→ Work to be completed: Copy each of the following entries back without change.

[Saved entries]
--- START ---

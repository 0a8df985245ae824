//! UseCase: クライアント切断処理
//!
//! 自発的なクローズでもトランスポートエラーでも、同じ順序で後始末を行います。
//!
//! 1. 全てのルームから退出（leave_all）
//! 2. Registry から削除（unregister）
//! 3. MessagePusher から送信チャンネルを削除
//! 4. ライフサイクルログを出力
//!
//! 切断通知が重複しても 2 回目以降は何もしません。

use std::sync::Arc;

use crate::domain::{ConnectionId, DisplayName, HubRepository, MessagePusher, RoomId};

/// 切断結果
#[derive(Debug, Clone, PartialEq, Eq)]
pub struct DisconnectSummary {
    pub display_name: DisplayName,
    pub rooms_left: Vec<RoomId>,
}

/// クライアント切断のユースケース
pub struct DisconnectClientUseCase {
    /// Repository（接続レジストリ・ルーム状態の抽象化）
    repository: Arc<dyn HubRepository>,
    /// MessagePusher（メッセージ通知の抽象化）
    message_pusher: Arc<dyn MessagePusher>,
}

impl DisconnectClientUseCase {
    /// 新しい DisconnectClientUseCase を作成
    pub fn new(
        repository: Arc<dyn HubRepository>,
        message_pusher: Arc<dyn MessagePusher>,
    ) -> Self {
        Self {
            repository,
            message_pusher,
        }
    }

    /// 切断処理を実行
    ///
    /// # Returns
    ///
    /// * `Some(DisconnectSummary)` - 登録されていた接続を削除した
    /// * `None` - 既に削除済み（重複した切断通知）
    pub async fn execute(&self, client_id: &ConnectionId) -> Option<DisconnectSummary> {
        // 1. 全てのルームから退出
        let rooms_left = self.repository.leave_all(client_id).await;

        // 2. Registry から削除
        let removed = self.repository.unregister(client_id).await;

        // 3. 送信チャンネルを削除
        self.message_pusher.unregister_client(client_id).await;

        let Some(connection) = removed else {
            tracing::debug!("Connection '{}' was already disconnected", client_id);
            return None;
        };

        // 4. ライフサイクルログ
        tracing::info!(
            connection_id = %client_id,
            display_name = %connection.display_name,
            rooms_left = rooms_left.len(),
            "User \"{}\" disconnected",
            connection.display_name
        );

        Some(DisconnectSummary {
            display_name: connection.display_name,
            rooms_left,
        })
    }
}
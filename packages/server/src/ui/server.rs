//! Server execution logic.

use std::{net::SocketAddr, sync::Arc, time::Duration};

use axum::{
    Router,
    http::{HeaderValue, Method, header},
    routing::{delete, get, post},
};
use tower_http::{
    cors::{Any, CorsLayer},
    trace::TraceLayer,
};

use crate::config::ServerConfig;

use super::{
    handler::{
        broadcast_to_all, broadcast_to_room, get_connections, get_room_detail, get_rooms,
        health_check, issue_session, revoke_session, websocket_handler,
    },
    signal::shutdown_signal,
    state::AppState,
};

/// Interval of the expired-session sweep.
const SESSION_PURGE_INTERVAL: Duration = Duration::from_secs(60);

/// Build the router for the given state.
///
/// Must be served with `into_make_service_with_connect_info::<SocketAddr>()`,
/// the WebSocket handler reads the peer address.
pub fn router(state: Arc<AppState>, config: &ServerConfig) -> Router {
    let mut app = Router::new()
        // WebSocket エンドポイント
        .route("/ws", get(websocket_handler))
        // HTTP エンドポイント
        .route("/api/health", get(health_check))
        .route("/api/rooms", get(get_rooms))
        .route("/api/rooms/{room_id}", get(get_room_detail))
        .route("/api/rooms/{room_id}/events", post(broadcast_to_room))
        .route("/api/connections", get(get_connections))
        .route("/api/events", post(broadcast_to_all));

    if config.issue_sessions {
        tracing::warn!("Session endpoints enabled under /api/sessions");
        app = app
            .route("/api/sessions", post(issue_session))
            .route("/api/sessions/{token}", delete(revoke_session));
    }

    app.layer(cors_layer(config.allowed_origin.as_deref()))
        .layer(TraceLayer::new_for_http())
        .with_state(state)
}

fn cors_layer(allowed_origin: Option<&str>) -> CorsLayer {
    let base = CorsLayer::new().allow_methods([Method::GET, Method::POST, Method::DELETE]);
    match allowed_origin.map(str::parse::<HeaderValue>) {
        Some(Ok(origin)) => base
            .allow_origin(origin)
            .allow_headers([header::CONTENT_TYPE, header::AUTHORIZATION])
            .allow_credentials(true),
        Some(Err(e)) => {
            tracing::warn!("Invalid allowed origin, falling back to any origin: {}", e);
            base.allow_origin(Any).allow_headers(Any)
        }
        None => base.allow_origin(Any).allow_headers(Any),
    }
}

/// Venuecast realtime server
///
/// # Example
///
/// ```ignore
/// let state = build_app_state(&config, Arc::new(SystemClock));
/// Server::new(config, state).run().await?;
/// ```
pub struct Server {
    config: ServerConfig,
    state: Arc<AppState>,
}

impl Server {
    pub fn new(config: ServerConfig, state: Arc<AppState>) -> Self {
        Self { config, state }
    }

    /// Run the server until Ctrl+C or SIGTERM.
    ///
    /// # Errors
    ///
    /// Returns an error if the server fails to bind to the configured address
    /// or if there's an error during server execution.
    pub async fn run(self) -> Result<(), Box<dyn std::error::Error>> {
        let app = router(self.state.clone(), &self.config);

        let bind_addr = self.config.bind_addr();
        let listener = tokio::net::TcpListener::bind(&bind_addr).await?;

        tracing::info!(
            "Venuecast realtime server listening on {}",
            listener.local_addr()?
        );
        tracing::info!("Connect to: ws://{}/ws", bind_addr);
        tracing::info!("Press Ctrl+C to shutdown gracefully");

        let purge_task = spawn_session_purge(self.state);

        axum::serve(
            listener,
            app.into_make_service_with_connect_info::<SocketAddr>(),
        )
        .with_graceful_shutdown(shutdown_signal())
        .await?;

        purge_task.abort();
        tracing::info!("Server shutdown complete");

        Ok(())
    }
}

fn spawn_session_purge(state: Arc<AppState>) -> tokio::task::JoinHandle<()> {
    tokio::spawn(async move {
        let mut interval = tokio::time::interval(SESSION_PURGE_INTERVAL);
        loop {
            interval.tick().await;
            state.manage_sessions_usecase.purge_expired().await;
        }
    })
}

--- END ---

→ Output for this task:
repository 0a8df985245ae824
//! UseCase: クライアント切断処理
//!
//! 自発的なクローズでもトランスポートエラーでも、同じ順序で後始末を行います。
//!
//! 1. 全てのルームから退出（leave_all）
//! 2. Registry から削除（unregister）
//! 3. MessagePusher から送信チャンネルを削除
//! 4. ライフサイクルログを出力
//!
//! 切断通知が重複しても 2 回目以降は何もしません。

use std::sync::Arc;

use crate::domain::{ConnectionId, DisplayName, HubRepository, MessagePusher, RoomId};

/// 切断結果
#[derive(Debug, Clone, PartialEq, Eq)]
pub struct DisconnectSummary {
    pub display_name: DisplayName,
    pub rooms_left: Vec<RoomId>,
}

/// クライアント切断のユースケース
pub struct DisconnectClientUseCase {
    /// Repository（接続レジストリ・ルーム状態の抽象化）
    repository: Arc<dyn HubRepository>,
    /// MessagePusher（メッセージ通知の抽象化）
    message_pusher: Arc<dyn MessagePusher>,
}

impl DisconnectClientUseCase {
    /// 新しい DisconnectClientUseCase を作成
    pub fn new(
        repository: Arc<dyn HubRepository>,
        message_pusher: Arc<dyn MessagePusher>,
    ) -> Self {
        Self {
            repository,
            message_pusher,
        }
    }

    /// 切断処理を実行
    ///
    /// # Returns
    ///
    /// * `Some(DisconnectSummary)` - 登録されていた接続を削除した
    /// * `None` - 既に削除済み（重複した切断通知）
    pub async fn execute(&self, client_id: &ConnectionId) -> Option<DisconnectSummary> {
        // 1. 全てのルームから退出
        let rooms_left = self.repository.leave_all(client_id).await;

        // 2. Registry から削除
        let removed = self.repository.unregister(client_id).await;

        // 3. 送信チャンネルを削除
        self.message_pusher.unregister_client(client_id).await;

        let Some(connection) = removed else {
            tracing::debug!("Connection '{}' was already disconnected", client_id);
            return None;
        };

        // 4. ライフサイクルログ
        tracing::info!(
            connection_id = %client_id,
            display_name = %connection.display_name,
            rooms_left = rooms_left.len(),
            "User \"{}\" disconnected",
            connection.display_name
        );

        Some(DisconnectSummary {
            display_name: connection.display_name,
            rooms_left,
        })
    }
}
filename packages/server/src/ui/server.rs
//! Server execution logic.

use std::{net::SocketAddr, sync::Arc, time::Duration};

use axum::{
    Router,
    http::{HeaderValue, Method, header},
    routing::{delete, get, post},
};
use tower_http::{
    cors::{Any, CorsLayer},
    trace::TraceLayer,
};

use crate::config::ServerConfig;

use super::{
    handler::{
        broadcast_to_all, broadcast_to_room, get_connections, get_room_detail, get_rooms,
        health_check, issue_session, revoke_session, websocket_handler,
    },
    signal::shutdown_signal,
    state::AppState,
};

/// Interval of the expired-session sweep.
const SESSION_PURGE_INTERVAL: Duration = Duration::from_secs(60);

/// Build the router for the given state.
///
/// Must be served with `into_make_service_with_connect_info::<SocketAddr>()`,
/// the WebSocket handler reads the peer address.
pub fn router(state: Arc<AppState>, config: &ServerConfig) -> Router {
    let mut app = Router::new()
        // WebSocket エンドポイント
        .route("/ws", get(websocket_handler))
        // HTTP エンドポイント
        .route("/api/health", get(health_check))
        .route("/api/rooms", get(get_rooms))
        .route("/api/rooms/{room_id}", get(get_room_detail))
        .route("/api/rooms/{room_id}/events", post(broadcast_to_room))
        .route("/api/connections", get(get_connections))
        .route("/api/events", post(broadcast_to_all));

    if config.issue_sessions {
        tracing::warn!("Session endpoints enabled under /api/sessions");
        app = app
            .route("/api/sessions", post(issue_session))
            .route("/api/sessions/{token}", delete(revoke_session));
    }

    app.layer(cors_layer(config.allowed_origin.as_deref()))
        .layer(TraceLayer::new_for_http())
        .with_state(state)
}

fn cors_layer(allowed_origin: Option<&str>) -> CorsLayer {
    let base = CorsLayer::new().allow_methods([Method::GET, Method::POST, Method::DELETE]);
    match allowed_origin.map(str::parse::<HeaderValue>) {
        Some(Ok(origin)) => base
            .allow_origin(origin)
            .allow_headers([header::CONTENT_TYPE, header::AUTHORIZATION])
            .allow_credentials(true),
        Some(Err(e)) => {
            tracing::warn!("Invalid allowed origin, falling back to any origin: {}", e);
            base.allow_origin(Any).allow_headers(Any)
        }
        None => base.allow_origin(Any).allow_headers(Any),
    }
}

/// Venuecast realtime server
///
/// # Example
///
/// ```ignore
/// let state = build_app_state(&config, Arc::new(SystemClock));
/// Server::new(config, state).run().await?;
/// ```
pub struct Server {
    config: ServerConfig,
    state: Arc<AppState>,
}

impl Server {
    pub fn new(config: ServerConfig, state: Arc<AppState>) -> Self {
        Self { config, state }
    }

    /// Run the server until Ctrl+C or SIGTERM.
    ///
    /// # Errors
    ///
    /// Returns an error if the server fails to bind to the configured address
    /// or if there's an error during server execution.
    pub async fn run(self) -> Result<(), Box<dyn std::error::Error>> {
        let app = router(self.state.clone(), &self.config);

        let bind_addr = self.config.bind_addr();
        let listener = tokio::net::TcpListener::bind(&bind_addr).await?;

        tracing::info!(
            "Venuecast realtime server listening on {}",
            listener.local_addr()?
        );
        tracing::info!("Connect to: ws://{}/ws", bind_addr);
        tracing::info!("Press Ctrl+C to shutdown gracefully");

        let purge_task = spawn_session_purge(self.state);

        axum::serve(
            listener,
            app.into_make_service_with_connect_info::<SocketAddr>(),
        )
        .with_graceful_shutdown(shutdown_signal())
        .await?;

        purge_task.abort();
        tracing::info!("Server shutdown complete");

        Ok(())
    }
}

fn spawn_session_purge(state: Arc<AppState>) -> tokio::task::JoinHandle<()> {
    tokio::spawn(async move {
        let mut interval = tokio::time::interval(SESSION_PURGE_INTERVAL);
        loop {
            interval.tick().await;
            state.manage_sessions_usecase.purge_expired().await;
        }
    })
}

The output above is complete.